§ Problem details
Copy out the lines below that hold the word "SubprocessSet".

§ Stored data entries
───

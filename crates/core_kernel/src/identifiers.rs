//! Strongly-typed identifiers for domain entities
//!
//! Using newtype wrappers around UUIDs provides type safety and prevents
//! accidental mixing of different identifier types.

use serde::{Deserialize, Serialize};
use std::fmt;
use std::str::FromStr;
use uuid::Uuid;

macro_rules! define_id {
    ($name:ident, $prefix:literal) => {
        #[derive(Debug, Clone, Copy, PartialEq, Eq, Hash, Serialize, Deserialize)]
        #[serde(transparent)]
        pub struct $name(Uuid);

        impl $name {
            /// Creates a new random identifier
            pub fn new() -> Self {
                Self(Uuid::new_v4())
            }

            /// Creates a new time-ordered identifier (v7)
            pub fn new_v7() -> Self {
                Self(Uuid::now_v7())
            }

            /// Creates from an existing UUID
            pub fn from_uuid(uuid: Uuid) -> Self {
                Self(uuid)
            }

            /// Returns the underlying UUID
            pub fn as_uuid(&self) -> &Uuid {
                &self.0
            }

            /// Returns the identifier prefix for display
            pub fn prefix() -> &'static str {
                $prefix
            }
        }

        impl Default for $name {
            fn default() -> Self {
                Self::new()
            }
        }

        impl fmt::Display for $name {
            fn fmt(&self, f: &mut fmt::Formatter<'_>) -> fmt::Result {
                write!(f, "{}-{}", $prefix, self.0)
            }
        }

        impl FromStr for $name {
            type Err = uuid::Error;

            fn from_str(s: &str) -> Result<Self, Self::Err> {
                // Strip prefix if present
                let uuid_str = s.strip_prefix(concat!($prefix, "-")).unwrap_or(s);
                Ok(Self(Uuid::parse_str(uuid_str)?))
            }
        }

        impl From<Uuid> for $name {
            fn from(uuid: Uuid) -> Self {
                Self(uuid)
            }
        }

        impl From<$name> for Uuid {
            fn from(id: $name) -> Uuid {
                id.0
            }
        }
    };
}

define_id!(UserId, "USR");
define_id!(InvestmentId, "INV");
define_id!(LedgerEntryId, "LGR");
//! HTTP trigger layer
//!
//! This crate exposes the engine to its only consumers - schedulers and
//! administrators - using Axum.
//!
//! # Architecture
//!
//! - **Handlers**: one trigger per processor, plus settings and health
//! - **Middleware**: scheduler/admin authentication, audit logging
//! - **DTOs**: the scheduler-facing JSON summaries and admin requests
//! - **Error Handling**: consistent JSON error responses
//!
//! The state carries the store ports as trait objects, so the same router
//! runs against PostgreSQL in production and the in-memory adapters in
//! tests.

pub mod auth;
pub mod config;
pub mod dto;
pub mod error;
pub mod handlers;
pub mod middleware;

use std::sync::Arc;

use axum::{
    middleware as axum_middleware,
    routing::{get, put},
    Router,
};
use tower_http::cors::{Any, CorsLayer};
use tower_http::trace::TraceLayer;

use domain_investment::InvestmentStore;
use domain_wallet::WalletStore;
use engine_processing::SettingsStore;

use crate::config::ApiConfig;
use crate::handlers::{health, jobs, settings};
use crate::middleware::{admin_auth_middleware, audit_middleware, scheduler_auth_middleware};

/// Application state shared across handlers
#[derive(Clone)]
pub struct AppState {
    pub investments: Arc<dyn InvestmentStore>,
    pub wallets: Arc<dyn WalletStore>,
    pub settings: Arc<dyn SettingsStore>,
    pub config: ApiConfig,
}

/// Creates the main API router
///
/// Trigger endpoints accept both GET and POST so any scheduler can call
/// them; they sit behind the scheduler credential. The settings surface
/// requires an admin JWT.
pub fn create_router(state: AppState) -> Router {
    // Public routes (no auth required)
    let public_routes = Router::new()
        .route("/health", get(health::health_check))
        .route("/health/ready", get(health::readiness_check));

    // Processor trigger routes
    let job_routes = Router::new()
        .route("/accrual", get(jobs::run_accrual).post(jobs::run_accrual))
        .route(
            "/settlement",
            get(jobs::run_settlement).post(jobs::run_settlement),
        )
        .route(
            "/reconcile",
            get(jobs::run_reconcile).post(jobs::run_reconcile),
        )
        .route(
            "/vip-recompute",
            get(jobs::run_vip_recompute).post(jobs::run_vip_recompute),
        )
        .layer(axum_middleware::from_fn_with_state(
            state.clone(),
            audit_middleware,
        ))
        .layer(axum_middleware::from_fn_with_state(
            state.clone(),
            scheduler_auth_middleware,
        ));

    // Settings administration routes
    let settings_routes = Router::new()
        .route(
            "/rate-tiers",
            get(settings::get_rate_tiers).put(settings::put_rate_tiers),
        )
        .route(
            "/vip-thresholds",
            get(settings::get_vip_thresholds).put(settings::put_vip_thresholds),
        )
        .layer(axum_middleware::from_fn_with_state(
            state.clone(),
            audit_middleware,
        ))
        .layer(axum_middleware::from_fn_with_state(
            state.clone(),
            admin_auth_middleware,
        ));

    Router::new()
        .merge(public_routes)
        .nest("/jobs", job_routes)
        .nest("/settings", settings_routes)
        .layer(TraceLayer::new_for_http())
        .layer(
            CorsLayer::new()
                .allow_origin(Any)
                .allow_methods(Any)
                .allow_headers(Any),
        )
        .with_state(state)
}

───

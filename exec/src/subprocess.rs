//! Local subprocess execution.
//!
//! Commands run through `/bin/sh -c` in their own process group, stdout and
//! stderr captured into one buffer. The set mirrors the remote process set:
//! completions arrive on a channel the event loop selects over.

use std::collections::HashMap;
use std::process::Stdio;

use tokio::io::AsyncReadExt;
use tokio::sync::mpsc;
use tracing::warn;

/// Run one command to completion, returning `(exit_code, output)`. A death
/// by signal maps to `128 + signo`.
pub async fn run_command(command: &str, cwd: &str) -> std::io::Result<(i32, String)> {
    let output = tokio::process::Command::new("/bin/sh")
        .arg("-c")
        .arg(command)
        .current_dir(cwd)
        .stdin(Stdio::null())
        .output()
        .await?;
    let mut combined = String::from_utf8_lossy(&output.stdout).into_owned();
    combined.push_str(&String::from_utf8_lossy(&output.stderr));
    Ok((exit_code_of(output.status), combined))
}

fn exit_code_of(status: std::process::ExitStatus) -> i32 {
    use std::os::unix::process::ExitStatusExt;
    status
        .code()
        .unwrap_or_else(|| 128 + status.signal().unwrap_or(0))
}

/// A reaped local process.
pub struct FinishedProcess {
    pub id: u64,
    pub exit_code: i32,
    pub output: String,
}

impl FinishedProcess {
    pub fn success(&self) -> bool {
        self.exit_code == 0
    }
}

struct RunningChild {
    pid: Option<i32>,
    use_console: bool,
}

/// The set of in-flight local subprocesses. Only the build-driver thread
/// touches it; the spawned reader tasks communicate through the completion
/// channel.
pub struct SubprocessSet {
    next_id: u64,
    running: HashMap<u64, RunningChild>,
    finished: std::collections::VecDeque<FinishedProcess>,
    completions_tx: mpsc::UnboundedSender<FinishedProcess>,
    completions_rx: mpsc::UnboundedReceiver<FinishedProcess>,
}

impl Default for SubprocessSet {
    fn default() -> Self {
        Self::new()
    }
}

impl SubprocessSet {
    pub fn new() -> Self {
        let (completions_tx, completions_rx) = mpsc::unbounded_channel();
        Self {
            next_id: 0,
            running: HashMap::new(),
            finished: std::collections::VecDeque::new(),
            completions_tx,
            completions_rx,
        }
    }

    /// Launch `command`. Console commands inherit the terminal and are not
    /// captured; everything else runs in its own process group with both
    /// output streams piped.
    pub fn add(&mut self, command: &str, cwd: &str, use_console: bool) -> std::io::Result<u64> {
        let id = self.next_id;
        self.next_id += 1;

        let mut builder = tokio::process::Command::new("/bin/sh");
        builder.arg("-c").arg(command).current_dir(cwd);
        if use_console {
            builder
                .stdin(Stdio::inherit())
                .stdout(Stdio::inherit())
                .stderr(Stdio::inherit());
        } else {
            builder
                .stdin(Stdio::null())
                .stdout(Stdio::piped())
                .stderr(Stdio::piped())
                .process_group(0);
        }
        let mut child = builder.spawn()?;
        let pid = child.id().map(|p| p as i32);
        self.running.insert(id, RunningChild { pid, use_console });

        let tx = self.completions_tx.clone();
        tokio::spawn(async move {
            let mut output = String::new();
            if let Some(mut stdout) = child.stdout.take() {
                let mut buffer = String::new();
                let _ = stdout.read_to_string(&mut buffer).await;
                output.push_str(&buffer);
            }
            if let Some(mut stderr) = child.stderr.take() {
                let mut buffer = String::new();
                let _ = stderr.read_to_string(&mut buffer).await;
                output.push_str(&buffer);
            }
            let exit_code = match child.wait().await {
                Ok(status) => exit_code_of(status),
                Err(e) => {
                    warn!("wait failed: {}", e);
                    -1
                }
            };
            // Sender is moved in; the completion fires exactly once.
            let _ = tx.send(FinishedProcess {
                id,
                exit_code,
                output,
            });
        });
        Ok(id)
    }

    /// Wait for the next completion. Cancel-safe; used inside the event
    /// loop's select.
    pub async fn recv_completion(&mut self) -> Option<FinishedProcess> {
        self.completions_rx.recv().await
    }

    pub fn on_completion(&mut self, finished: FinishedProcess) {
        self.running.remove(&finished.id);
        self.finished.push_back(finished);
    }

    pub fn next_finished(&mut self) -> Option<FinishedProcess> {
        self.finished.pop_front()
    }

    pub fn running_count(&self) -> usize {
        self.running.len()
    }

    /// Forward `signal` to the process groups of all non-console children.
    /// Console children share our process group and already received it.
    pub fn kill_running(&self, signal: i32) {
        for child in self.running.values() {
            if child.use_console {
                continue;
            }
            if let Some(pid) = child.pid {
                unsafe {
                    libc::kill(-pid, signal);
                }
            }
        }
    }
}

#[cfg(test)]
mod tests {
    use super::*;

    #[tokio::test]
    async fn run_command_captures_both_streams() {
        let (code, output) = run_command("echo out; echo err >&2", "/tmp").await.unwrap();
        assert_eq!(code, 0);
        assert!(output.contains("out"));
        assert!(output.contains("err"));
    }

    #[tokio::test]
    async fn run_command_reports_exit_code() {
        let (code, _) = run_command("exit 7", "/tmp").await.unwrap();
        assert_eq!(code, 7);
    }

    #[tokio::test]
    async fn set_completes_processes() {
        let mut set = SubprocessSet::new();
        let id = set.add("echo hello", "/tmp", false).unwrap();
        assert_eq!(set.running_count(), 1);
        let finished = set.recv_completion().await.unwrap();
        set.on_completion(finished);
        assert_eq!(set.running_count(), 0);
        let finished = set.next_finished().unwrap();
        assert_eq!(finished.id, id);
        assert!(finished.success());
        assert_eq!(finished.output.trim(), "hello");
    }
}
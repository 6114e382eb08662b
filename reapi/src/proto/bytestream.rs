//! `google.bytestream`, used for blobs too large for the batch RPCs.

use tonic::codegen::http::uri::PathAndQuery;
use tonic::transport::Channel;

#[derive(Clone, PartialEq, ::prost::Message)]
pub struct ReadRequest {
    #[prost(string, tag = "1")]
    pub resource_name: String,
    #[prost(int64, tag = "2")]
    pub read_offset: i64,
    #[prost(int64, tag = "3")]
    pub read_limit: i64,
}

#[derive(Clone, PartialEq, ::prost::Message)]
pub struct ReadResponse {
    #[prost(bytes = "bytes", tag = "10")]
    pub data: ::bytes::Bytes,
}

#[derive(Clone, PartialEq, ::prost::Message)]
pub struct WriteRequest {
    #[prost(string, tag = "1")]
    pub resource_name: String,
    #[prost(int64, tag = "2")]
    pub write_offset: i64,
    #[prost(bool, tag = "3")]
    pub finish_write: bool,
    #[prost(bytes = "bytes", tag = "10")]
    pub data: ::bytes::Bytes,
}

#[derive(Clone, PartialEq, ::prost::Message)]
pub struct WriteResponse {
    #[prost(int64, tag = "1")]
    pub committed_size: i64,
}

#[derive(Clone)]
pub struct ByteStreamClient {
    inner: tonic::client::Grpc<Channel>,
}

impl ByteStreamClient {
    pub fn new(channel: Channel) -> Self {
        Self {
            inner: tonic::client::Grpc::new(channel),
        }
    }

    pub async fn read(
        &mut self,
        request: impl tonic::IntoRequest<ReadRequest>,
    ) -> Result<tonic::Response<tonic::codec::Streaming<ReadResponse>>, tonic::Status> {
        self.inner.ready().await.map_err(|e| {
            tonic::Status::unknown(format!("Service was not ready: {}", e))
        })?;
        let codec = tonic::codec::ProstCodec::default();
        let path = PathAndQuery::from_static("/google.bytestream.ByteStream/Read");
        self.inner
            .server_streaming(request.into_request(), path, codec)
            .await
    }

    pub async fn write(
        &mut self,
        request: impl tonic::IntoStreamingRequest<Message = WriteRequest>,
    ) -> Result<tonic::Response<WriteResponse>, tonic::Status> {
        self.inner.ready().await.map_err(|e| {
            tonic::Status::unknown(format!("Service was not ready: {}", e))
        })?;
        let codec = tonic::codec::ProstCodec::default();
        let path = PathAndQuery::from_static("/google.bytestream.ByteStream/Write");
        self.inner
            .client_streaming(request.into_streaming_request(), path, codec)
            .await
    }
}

───

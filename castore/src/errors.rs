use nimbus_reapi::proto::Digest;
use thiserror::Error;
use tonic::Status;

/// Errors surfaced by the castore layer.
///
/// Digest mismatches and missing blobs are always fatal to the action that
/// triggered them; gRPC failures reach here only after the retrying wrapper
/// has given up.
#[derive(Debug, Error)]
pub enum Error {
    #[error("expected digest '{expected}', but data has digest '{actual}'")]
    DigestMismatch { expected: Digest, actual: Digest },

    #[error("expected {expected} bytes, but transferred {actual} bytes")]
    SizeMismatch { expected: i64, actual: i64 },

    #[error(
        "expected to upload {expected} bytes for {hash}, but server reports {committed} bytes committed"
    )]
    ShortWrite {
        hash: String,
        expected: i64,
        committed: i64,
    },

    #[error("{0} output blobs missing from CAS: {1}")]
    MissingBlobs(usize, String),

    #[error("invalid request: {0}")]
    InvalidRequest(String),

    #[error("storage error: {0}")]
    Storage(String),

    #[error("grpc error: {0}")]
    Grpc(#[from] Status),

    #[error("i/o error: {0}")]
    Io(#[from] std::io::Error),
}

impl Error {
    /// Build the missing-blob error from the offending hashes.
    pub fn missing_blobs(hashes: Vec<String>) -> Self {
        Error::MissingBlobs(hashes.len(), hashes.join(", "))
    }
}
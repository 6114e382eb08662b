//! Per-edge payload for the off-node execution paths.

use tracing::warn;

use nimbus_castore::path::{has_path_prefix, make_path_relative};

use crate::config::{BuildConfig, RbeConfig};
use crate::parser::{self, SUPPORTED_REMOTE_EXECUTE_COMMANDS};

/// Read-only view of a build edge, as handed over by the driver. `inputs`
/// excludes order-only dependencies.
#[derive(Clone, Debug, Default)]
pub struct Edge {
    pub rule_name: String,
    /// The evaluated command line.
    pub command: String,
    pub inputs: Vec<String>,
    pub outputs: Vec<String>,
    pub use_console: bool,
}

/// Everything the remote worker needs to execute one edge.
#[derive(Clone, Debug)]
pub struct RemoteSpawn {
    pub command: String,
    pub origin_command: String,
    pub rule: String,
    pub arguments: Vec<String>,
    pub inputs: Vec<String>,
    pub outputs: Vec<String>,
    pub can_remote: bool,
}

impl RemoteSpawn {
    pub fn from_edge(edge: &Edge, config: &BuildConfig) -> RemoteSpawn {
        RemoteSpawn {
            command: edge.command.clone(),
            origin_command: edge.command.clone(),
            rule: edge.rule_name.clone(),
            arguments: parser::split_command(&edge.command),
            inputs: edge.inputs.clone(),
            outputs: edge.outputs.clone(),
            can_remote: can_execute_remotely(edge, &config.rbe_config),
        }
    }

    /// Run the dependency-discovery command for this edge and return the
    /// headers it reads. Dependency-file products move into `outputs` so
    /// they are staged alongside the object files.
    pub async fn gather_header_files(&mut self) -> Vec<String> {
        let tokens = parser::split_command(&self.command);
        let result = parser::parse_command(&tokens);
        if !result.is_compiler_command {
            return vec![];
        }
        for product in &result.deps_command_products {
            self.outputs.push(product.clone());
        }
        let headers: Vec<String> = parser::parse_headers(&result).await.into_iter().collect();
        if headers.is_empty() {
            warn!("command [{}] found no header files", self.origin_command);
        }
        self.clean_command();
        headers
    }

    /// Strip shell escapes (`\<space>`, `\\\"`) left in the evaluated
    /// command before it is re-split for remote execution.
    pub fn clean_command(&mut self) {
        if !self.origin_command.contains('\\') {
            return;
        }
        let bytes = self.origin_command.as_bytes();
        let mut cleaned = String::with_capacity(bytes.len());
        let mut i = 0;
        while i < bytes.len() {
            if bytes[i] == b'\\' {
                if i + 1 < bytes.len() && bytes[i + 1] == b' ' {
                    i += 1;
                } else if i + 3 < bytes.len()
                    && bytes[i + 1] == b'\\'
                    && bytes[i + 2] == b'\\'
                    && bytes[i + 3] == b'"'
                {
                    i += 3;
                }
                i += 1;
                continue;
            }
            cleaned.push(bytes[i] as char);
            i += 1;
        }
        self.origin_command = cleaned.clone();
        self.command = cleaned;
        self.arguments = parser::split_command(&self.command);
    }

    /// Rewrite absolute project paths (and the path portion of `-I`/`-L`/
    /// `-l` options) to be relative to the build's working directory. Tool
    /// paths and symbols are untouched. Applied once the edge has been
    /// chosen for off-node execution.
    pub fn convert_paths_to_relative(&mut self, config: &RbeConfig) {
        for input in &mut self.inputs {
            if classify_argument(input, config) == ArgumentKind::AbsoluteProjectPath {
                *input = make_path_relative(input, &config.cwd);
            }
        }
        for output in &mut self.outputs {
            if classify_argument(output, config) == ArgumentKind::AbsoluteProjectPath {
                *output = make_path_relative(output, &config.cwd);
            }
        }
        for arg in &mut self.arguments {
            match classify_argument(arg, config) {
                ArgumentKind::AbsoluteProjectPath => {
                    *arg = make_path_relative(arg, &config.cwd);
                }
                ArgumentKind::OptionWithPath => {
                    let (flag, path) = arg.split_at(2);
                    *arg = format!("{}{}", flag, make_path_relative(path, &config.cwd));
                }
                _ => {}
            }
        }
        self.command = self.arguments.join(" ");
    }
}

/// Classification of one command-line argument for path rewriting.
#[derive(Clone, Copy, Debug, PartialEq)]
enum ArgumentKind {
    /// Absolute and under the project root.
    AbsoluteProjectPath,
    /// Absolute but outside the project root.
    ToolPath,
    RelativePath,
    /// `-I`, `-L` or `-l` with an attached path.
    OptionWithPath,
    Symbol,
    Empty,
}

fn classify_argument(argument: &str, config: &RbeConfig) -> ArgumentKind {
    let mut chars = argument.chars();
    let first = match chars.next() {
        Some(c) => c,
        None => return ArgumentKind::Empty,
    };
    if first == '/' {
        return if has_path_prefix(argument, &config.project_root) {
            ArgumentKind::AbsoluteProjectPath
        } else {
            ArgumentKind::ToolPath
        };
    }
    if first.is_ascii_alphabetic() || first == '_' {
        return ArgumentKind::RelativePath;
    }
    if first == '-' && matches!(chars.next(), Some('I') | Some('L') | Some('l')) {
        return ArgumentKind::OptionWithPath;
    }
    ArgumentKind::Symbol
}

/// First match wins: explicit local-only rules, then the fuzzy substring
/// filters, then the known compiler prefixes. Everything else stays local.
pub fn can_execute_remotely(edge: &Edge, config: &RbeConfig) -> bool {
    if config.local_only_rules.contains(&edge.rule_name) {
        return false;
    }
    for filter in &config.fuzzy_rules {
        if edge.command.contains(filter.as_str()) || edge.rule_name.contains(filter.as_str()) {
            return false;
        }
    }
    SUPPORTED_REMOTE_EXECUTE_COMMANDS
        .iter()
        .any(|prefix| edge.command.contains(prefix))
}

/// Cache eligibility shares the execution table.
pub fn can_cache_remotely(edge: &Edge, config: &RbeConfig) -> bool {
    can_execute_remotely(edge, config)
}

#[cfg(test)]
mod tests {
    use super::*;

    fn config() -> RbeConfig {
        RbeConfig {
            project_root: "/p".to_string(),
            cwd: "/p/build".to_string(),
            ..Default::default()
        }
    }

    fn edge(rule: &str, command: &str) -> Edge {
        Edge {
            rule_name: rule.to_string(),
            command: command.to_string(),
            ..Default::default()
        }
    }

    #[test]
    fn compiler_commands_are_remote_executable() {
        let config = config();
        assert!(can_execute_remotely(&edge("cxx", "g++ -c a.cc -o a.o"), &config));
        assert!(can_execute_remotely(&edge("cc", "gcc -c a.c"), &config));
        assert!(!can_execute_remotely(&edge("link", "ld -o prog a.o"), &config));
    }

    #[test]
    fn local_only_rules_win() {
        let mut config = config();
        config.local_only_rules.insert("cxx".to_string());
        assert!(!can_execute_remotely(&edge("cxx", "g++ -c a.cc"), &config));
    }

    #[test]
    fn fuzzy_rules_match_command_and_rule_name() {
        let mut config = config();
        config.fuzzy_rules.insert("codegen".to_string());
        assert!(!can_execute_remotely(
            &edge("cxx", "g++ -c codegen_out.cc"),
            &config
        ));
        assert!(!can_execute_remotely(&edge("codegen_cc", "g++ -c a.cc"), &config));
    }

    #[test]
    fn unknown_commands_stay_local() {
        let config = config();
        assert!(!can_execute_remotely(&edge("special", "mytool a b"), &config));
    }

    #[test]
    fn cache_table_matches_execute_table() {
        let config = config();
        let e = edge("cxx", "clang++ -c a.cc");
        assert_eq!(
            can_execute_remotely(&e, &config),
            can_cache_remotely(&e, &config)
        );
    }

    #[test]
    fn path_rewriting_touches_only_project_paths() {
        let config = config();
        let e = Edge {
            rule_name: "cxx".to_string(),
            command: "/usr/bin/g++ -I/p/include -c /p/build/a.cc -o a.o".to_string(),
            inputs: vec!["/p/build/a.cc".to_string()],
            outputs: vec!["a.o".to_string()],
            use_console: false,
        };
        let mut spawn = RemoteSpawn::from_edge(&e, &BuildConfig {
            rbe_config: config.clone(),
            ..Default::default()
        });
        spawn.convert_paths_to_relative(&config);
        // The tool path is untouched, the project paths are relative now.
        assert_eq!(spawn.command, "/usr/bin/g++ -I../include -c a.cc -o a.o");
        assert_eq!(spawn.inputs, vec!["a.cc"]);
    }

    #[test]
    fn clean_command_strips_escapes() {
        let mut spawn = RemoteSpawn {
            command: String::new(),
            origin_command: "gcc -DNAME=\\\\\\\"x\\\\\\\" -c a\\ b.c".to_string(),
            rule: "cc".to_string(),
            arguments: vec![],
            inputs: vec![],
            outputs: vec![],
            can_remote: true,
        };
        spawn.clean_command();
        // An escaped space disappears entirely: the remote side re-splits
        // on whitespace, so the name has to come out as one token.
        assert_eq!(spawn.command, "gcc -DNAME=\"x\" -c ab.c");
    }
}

───

§ Solution to this exercise
pub struct SubprocessSet {
impl Default for SubprocessSet {
impl SubprocessSet {
        let mut set = SubprocessSet::new();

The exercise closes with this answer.